• Directions
Please tally the lines in the material below that contain the word "Error", and give the count only.

····················

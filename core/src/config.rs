use failure::Error;

use serde_derive::{Deserialize, Serialize};

use std::fs::File;
use std::io::Read;
use std::path::PathBuf;

use crate::time::Seconds;

#[derive(Serialize, Deserialize, Debug, Clone)]
#[serde(default)]
pub struct Editor {
  pub default_note_duration: Seconds,
  pub min_note_duration: Seconds,
}

impl Default for Editor {
  fn default() -> Editor {
    Editor {
      default_note_duration: 0.5,
      min_note_duration: 0.5,
    }
  }
}

#[derive(Serialize, Deserialize, Debug, Clone)]
#[serde(default)]
pub struct Generator {
  pub command: String,
  pub config_folder: PathBuf,
}

impl Default for Generator {
  fn default() -> Generator {
    Generator {
      command: "notechart".to_string(),
      config_folder: PathBuf::from("configs"),
    }
  }
}

#[derive(Serialize, Deserialize, Debug, Clone)]
#[serde(default)]
pub struct Transcoder {
  pub command: String,
  pub quality: u8,
}

impl Default for Transcoder {
  fn default() -> Transcoder {
    Transcoder {
      command: "ffmpeg".to_string(),
      quality: 6,
    }
  }
}

#[derive(Serialize, Deserialize, Debug, Clone)]
#[serde(default)]
pub struct Watch {
  pub debounce_ms: u64,
}

impl Default for Watch {
  fn default() -> Watch {
    Watch { debounce_ms: 200 }
  }
}

#[derive(Serialize, Deserialize, Debug, Clone, Default)]
#[serde(default)]
pub struct Config {
  pub editor: Editor,
  pub generator: Generator,
  pub transcoder: Transcoder,
  pub watch: Watch,
}

impl Config {
  pub fn from_file<'a, T>(path: T) -> Result<Config, Error>
  where
    T: Into<&'a str>,
  {
    let mut content = String::new();
    let path_str = path.into();
    let mut file = File::open(path_str)?;
    file.read_to_string(&mut content)?;
    let config: Config = toml::from_str(&content)?;
    Ok(config)
  }

  pub fn from_str<'a, T>(content: T) -> Result<Config, Error>
  where
    T: Into<&'a str>,
  {
    let config: Config = toml::from_str(content.into())?;
    Ok(config)
  }
}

····················

• Reply to the task
3